- [PROVIDED DATA]
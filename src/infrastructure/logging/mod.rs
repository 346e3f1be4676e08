//! Logging infrastructure
//!
//! Structured logging using tracing and tracing-subscriber:
//! - Level taken from the resolved configuration
//! - Pretty or JSON output on stderr
//! - Optional daily-rotated JSON log files

pub mod config;
pub mod logger;

pub use config::{LogConfig, LogFormat};
pub use logger::LoggerImpl;
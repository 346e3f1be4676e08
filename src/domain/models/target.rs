use serde::{Deserialize, Serialize};
use std::fmt;

use super::metadata::NftMetadata;

/// How a target's metadata is reached
#[derive(Debug, Clone, Copy, PartialEq, Eq, Serialize, Deserialize)]
#[serde(rename_all = "lowercase")]
pub enum TargetKind {
    /// A path on the local filesystem
    File,
    /// A remote URI (`https://`, `ipfs://`, ...)
    Uri,
}

/// One mint request in the batch
#[derive(Debug, Clone, PartialEq)]
pub struct Target {
    /// Path or URI exactly as it was supplied or discovered
    pub source: String,
    pub kind: TargetKind,
    /// Metadata attached while the target is being processed
    pub metadata: Option<NftMetadata>,
}

impl Target {
    pub fn file(source: impl Into<String>) -> Self {
        Self {
            source: source.into(),
            kind: TargetKind::File,
            metadata: None,
        }
    }

    pub fn uri(source: impl Into<String>) -> Self {
        Self {
            source: source.into(),
            kind: TargetKind::Uri,
            metadata: None,
        }
    }

    pub const fn is_uri(&self) -> bool {
        matches!(self.kind, TargetKind::Uri)
    }
}

impl fmt::Display for Target {
    fn fmt(&self, f: &mut fmt::Formatter<'_>) -> fmt::Result {
        f.write_str(&self.source)
    }
}
//! Signing credential loading
//!
//! The keypair file is a JSON array of bytes, either the 64-byte
//! `seed || public key` layout written by common wallet tooling or a bare
//! 32-byte seed.

use std::fs;
use std::path::{Path, PathBuf};
use thiserror::Error;

use crate::domain::models::Wallet;

#[derive(Debug, Error)]
pub enum WalletError {
    #[error("Failed to read keypair file {path}: {source}")]
    Read {
        path: PathBuf,
        #[source]
        source: std::io::Error,
    },

    #[error("Keypair file {path} is not a JSON byte array: {source}")]
    Format {
        path: PathBuf,
        #[source]
        source: serde_json::Error,
    },

    #[error("Keypair file {path} holds {len} bytes, expected 32 or 64")]
    Length { path: PathBuf, len: usize },

    #[error("Keypair file {path} public key does not match its secret key")]
    Mismatch { path: PathBuf },
}

/// Load the wallet stored at `path`
pub fn load_keypair_file(path: impl AsRef<Path>) -> Result<Wallet, WalletError> {
    let path = path.as_ref();
    let content = fs::read_to_string(path).map_err(|source| WalletError::Read {
        path: path.to_path_buf(),
        source,
    })?;
    let bytes: Vec<u8> = serde_json::from_str(&content).map_err(|source| WalletError::Format {
        path: path.to_path_buf(),
        source,
    })?;

    wallet_from_bytes(&bytes).map_err(|err| match err {
        KeyBytesError::Length(len) => WalletError::Length {
            path: path.to_path_buf(),
            len,
        },
        KeyBytesError::Mismatch => WalletError::Mismatch {
            path: path.to_path_buf(),
        },
    })
}

enum KeyBytesError {
    Length(usize),
    Mismatch,
}

fn wallet_from_bytes(bytes: &[u8]) -> Result<Wallet, KeyBytesError> {
    let seed: [u8; 32] = match bytes.len() {
        32 | 64 => bytes[..32]
            .try_into()
            .map_err(|_| KeyBytesError::Length(bytes.len()))?,
        len => return Err(KeyBytesError::Length(len)),
    };

    let wallet = Wallet::from_seed(&seed);
    if bytes.len() == 64 && bytes[32..] != wallet.public_key() {
        return Err(KeyBytesError::Mismatch);
    }
    Ok(wallet)
}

- [WHAT IS BEING ASKED]
Begin at the line above that has "bytes, expected 32" and stop after the line that has "let content = fs::read_to_string(path).map_err(|source|", copying each line exactly and adding nothing else.

- [RESULT]
    #[error("Keypair file {path} holds {len} bytes, expected 32 or 64")]
    Length { path: PathBuf, len: usize },

    #[error("Keypair file {path} public key does not match its secret key")]
    Mismatch { path: PathBuf },
}

/// Load the wallet stored at `path`
pub fn load_keypair_file(path: impl AsRef<Path>) -> Result<Wallet, WalletError> {
    let path = path.as_ref();
    let content = fs::read_to_string(path).map_err(|source| WalletError::Read {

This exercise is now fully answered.